Avoids manual resets and unsafe actions by learning a policy that can predict when the agent is about to enter a non-reversible state

RL requires repeated attempts and env resets but not all tasks are easily reversible without human intevention.

This work learns a forward and a reset policy. The reset policy resets the env for a subsequent attempt and determines when the forward policy is about to enter a non-reversible state.

Reduces: No. of manual resets, unsafe actions resulting in non-reversible states

1. Introduction

The bottleneck for many real-world tasks is that the data collection stops when the agents awaits a manual reset.

  • We often write large negative rewards to avoid such dangerous states which doesn’t scale to complex envs
  • The goal of this work is to learn not only how to do a task but also to undo it. They use the intuition that reversible actions are safe, and can be undone to get to the original state
  • The reset policy restricts the agent to states it can return from.
  • It resets the env between episodes and ensures safety from unrecoverable states.
  • Adding uncertainty into the value functions of both policies makes the process risk-aware, balancing safety and exploration.

Conclusion: This work provides for auto resets between trials and early aborts to avoid unrecoverable states.

  • Reduces the number of manual resets - a number of them still needed to learn some tasks
  • X Treats cost of all manual resets as equal. e.g Breaking glass cost equals displacing a block
  • All experiments simulated. For real-world the challenge will be auto identifying when agent resets.

2. Comparison to Curicullum Generation

  • Learning a reset policy is related to culicullum generation: the reset controller is engaged in increasingly distant states, providing a curriculum for the reset policy. Authors explore how prior methods did curriculum generation using a separate goal setting policy.
  • In contrast, this work allows the reset policy to terminate an episode but doesn’t set an explicit goal
  • Authors say the training dynamics of this reset policy is similar to reversed curicullum learning.
  1. Continual Learning with Joint Forward-Reset Policies
  • The forward policy reward $r_f (s, a)$ is the env task reward.
  • Authors use off-policy actor-critic algorithms.

  • The reset policy reward $r_r (s)$ is designed large for states with high density under initial state distribution.

    Early Aborts

    • Transitioning from the Forward’s (policy) final state to an initial state is challenging in difficult envs.
    • Irrecovarable states have low reset policy (Reset) value function.
    • So if the Reset’s $Q$ value for a proposed action is too small, an early abort is done.
    • The $Q$ function is the probability that a reset will succeed
    • Early aborts prevent the Forward from entering unsafe states and can be an alternative to manual constraints in robotic tasks

    Hard Resets (env.reset)

    • Early aborts are aimed at minimizing this.
    • Authors identify an irreversible state as one where the Reset fails to reset after N (0 - 8) continous episode attempts.

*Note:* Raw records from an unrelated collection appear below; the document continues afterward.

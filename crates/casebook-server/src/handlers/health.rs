//! Health check

use crate::AppState;
use axum::{
    extract::State,
    http::StatusCode,
    response::{IntoResponse, Response},
    Json,
};
use serde_json::json;

/// `db` is true only when the relational backend answered
pub async fn health(State(state): State<AppState>) -> Response {
    match state.store.ping().await {
        Ok(db) => Json(json!({ "ok": true, "db": db })).into_response(),
        Err(e) => {
            tracing::error!("Health check failed ({} backend): {}", state.store.backend(), e);
            (
                StatusCode::INTERNAL_SERVER_ERROR,
                Json(json!({ "ok": false, "error": e.to_string() })),
            )
                .into_response()
        }
    }
}
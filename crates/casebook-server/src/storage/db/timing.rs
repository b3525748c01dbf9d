//! Cost and revenue timing persistence

use super::{db_err, timing_table, Database};
use crate::storage::{new_id, now};
use async_trait::async_trait;
use casebook_core::ports::TimingStore;
use casebook_core::validate::check_date_order;
use casebook_core::{ItemKind, NewTiming, Patch, Result, Timing, TimingPatch};
use chrono::{DateTime, NaiveDate, Utc};
use sqlx::{QueryBuilder, Sqlite};

fn timing_columns(kind: ItemKind) -> String {
    format!(
        "id, {} AS item_id, start_date, end_date, recurrence_interval_months, notes, \
         created_at, updated_at",
        kind.parent_key()
    )
}

#[async_trait]
impl TimingStore for Database {
    async fn list_timing(&self, kind: ItemKind, item_id: Option<&str>) -> Result<Vec<Timing>> {
        let rows: Vec<TimingRow> = sqlx::query_as(&format!(
            "SELECT {} FROM {} WHERE (?1 IS NULL OR {} = ?1) ORDER BY created_at DESC, rowid DESC",
            timing_columns(kind),
            timing_table(kind),
            kind.parent_key()
        ))
        .bind(item_id)
        .fetch_all(&self.pool)
        .await
        .map_err(db_err)?;

        Ok(rows.into_iter().map(|r| r.into_timing(kind)).collect())
    }

    async fn get_timing(&self, kind: ItemKind, id: &str) -> Result<Option<Timing>> {
        let row: Option<TimingRow> = sqlx::query_as(&format!(
            "SELECT {} FROM {} WHERE id = ?1",
            timing_columns(kind),
            timing_table(kind)
        ))
        .bind(id)
        .fetch_optional(&self.pool)
        .await
        .map_err(db_err)?;

        Ok(row.map(|r| r.into_timing(kind)))
    }

    async fn create_timing(&self, kind: ItemKind, timing: NewTiming) -> Result<Timing> {
        let stamp = now();
        let created = Timing {
            id: new_id(),
            kind,
            item_id: timing.item_id,
            start_date: timing.schedule.start_date,
            end_date: timing.schedule.end_date,
            recurrence_interval_months: timing.schedule.recurrence_interval_months,
            notes: timing.schedule.notes,
            created_at: stamp,
            updated_at: stamp,
        };

        sqlx::query(&format!(
            "INSERT INTO {} (id, {}, start_date, end_date, recurrence_interval_months, notes, \
             created_at, updated_at) VALUES (?1, ?2, ?3, ?4, ?5, ?6, ?7, ?8)",
            timing_table(kind),
            kind.parent_key()
        ))
        .bind(&created.id)
        .bind(&created.item_id)
        .bind(created.start_date)
        .bind(created.end_date)
        .bind(created.recurrence_interval_months)
        .bind(&created.notes)
        .bind(created.created_at)
        .bind(created.updated_at)
        .execute(&self.pool)
        .await
        .map_err(db_err)?;

        Ok(created)
    }

    async fn update_timing(
        &self,
        kind: ItemKind,
        id: &str,
        patch: TimingPatch,
    ) -> Result<Option<Timing>> {
        if patch.is_empty() {
            return self.get_timing(kind, id).await;
        }

        let mut tx = self.pool.begin().await.map_err(db_err)?;

        let current: Option<(Option<NaiveDate>, Option<NaiveDate>)> = sqlx::query_as(&format!(
            "SELECT start_date, end_date FROM {} WHERE id = ?1",
            timing_table(kind)
        ))
        .bind(id)
        .fetch_optional(&mut *tx)
        .await
        .map_err(db_err)?;
        let Some((start_date, end_date)) = current else {
            return Ok(None);
        };
        check_date_order(
            *patch.start_date.resolve(&start_date),
            *patch.end_date.resolve(&end_date),
        )?;

        let mut query =
            QueryBuilder::<Sqlite>::new(format!("UPDATE {} SET ", timing_table(kind)));
        {
            let mut set = query.separated(", ");
            if let Patch::Set(start_date) = patch.start_date {
                set.push("start_date = ").push_bind_unseparated(start_date);
            }
            if let Patch::Set(end_date) = patch.end_date {
                set.push("end_date = ").push_bind_unseparated(end_date);
            }
            if let Patch::Set(recurrence) = patch.recurrence_interval_months {
                set.push("recurrence_interval_months = ")
                    .push_bind_unseparated(recurrence);
            }
            if let Patch::Set(notes) = patch.notes {
                set.push("notes = ").push_bind_unseparated(notes);
            }
            set.push("updated_at = ").push_bind_unseparated(now());
        }
        query
            .push(" WHERE id = ")
            .push_bind(id.to_string())
            .push(format!(" RETURNING {}", timing_columns(kind)));

        let row: Option<TimingRow> = query
            .build_query_as::<TimingRow>()
            .fetch_optional(&mut *tx)
            .await
            .map_err(db_err)?;

        tx.commit().await.map_err(db_err)?;
        Ok(row.map(|r| r.into_timing(kind)))
    }

    async fn delete_timing(&self, kind: ItemKind, id: &str) -> Result<bool> {
        let result = sqlx::query(&format!("DELETE FROM {} WHERE id = ?1", timing_table(kind)))
            .bind(id)
            .execute(&self.pool)
            .await
            .map_err(db_err)?;

        Ok(result.rows_affected() > 0)
    }
}

// Helper struct for sqlx query_as
#[derive(sqlx::FromRow)]
struct TimingRow {
    id: String,
    item_id: String,
    start_date: Option<NaiveDate>,
    end_date: Option<NaiveDate>,
    recurrence_interval_months: Option<i64>,
    notes: Option<String>,
    created_at: DateTime<Utc>,
    updated_at: DateTime<Utc>,
}

impl TimingRow {
    fn into_timing(self, kind: ItemKind) -> Timing {
        Timing {
            id: self.id,
            kind,
            item_id: self.item_id,
            start_date: self.start_date,
            end_date: self.end_date,
            recurrence_interval_months: self.recurrence_interval_months,
            notes: self.notes,
            created_at: self.created_at,
            updated_at: self.updated_at,
        }
    }
}
use jsonwebtoken::decode;
use jsonwebtoken::encode;
use jsonwebtoken::Algorithm;
use jsonwebtoken::DecodingKey;
use jsonwebtoken::EncodingKey;
use jsonwebtoken::Header;
use jsonwebtoken::Validation;

use super::claims::SessionClaims;
use super::errors::SessionTokenError;

/// Session lifetime: 24 hours from issuance.
const SESSION_TTL_HOURS: i64 = 24;

/// Issues and verifies signed, time-bound session tokens.
///
/// Uses HS256 (HMAC with SHA-256) with a symmetric secret held in
/// process configuration. Verification fails closed: a signature
/// mismatch, malformed token, or expired token all come back as
/// [`SessionTokenError::Invalid`].
pub struct SessionTokenIssuer {
    encoding_key: EncodingKey,
    decoding_key: DecodingKey,
    algorithm: Algorithm,
}

impl SessionTokenIssuer {
    /// Create a new issuer with a signing secret.
    ///
    /// # Arguments
    /// * `secret` - Secret key for signing tokens (should be stored securely)
    ///
    /// # Security Notes
    /// - The secret should be at least 256 bits (32 bytes) for HS256
    /// - Store secrets in environment variables or secure vaults, never in code
    pub fn new(secret: &[u8]) -> Self {
        Self {
            encoding_key: EncodingKey::from_secret(secret),
            decoding_key: DecodingKey::from_secret(secret),
            algorithm: Algorithm::HS256,
        }
    }

    /// Issue a session token for a user, expiring 24 hours from now.
    ///
    /// # Arguments
    /// * `user_id` - User identifier to encode as the subject claim
    ///
    /// # Returns
    /// Signed JWT string
    ///
    /// # Errors
    /// * `EncodingFailed` - Token encoding failed
    pub fn issue(&self, user_id: impl ToString) -> Result<String, SessionTokenError> {
        let claims = SessionClaims::for_user(user_id, SESSION_TTL_HOURS);
        let header = Header::new(self.algorithm);

        encode(&header, &claims, &self.encoding_key)
            .map_err(|e| SessionTokenError::EncodingFailed(e.to_string()))
    }

    /// Verify a session token and return its claims.
    ///
    /// # Arguments
    /// * `token` - JWT string to verify
    ///
    /// # Returns
    /// Decoded claims
    ///
    /// # Errors
    /// * `Invalid` - Signature mismatch, malformed token, or expired token
    pub fn verify(&self, token: &str) -> Result<SessionClaims, SessionTokenError> {
        let validation = Validation::new(self.algorithm);

        decode::<SessionClaims>(token, &self.decoding_key, &validation)
            .map(|data| data.claims)
            .map_err(|_| SessionTokenError::Invalid)
    }
}

#[cfg(test)]
mod tests {
    use super::*;
    use chrono::Duration;
    use chrono::Utc;

    const SECRET: &[u8] = b"test_secret_key_at_least_32_bytes!";

    #[test]
    fn test_issue_and_verify() {
        let issuer = SessionTokenIssuer::new(SECRET);

        let token = issuer.issue("user123").expect("Failed to issue token");
        assert!(!token.is_empty());

        let claims = issuer.verify(&token).expect("Failed to verify token");
        assert_eq!(claims.sub, "user123");
        assert_eq!(claims.exp - claims.iat, SESSION_TTL_HOURS * 60 * 60);
    }

    #[test]
    fn test_verify_malformed_token() {
        let issuer = SessionTokenIssuer::new(SECRET);

        let result = issuer.verify("invalid.token.here");
        assert!(matches!(result, Err(SessionTokenError::Invalid)));
    }

    #[test]
    fn test_verify_with_wrong_secret() {
        let issuer = SessionTokenIssuer::new(SECRET);
        let other = SessionTokenIssuer::new(b"another_secret_at_least_32_bytes!!!");

        let token = issuer.issue("user123").expect("Failed to issue token");

        let result = other.verify(&token);
        assert!(matches!(result, Err(SessionTokenError::Invalid)));
    }

    #[test]
    fn test_verify_expired_token() {
        let issuer = SessionTokenIssuer::new(SECRET);

        // Encode claims that expired two hours ago, past validation leeway
        let now = Utc::now();
        let claims = SessionClaims {
            sub: "user123".to_string(),
            iat: (now - Duration::hours(26)).timestamp(),
            exp: (now - Duration::hours(2)).timestamp(),
        };
        let token = encode(
            &Header::new(Algorithm::HS256),
            &claims,
            &EncodingKey::from_secret(SECRET),
        )
        .expect("Failed to encode token");

        let result = issuer.verify(&token);
        assert!(matches!(result, Err(SessionTokenError::Invalid)));
    }
}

Increasing N decreases no. of hard resets substantially.
    • Authors define safe states as $S_{reset} ⊆ S$ and say the current $s$ is irreversible if the set of states visited by the reset policy over the past $N$ episodes is disjoint from $S_{reset}$. (no element in common)

    Value Function Ensembles

    • Authors use an ensemble of $Q$ functions for better uncertainty estimates of the true value function on unseen states.
    • With this ensemble distribution 3 abort strategies are proposed:
      1. Optimistic - Early abort if all Q values < $Q_{min}$
      2. Realistic - Mean Q < $Q_{min}$
      3. Pessimistic - Any Q < $Q_{min}$

4. Experiments

  • Lower value of abort threshold $Q_{min}$ reduces no. of hard resets
  • This work reduces manual resets while achieving comparably ~equal returns with the standard RL with only a Forward policy
  • Increasing N (episodic reset attempts) reduces hard resets
  • Q Ensembles are key for this to work
  • Induces a curicullum allowing solving of (otherwise unsolvable: Authors only test on peg insertion) difficult tasks.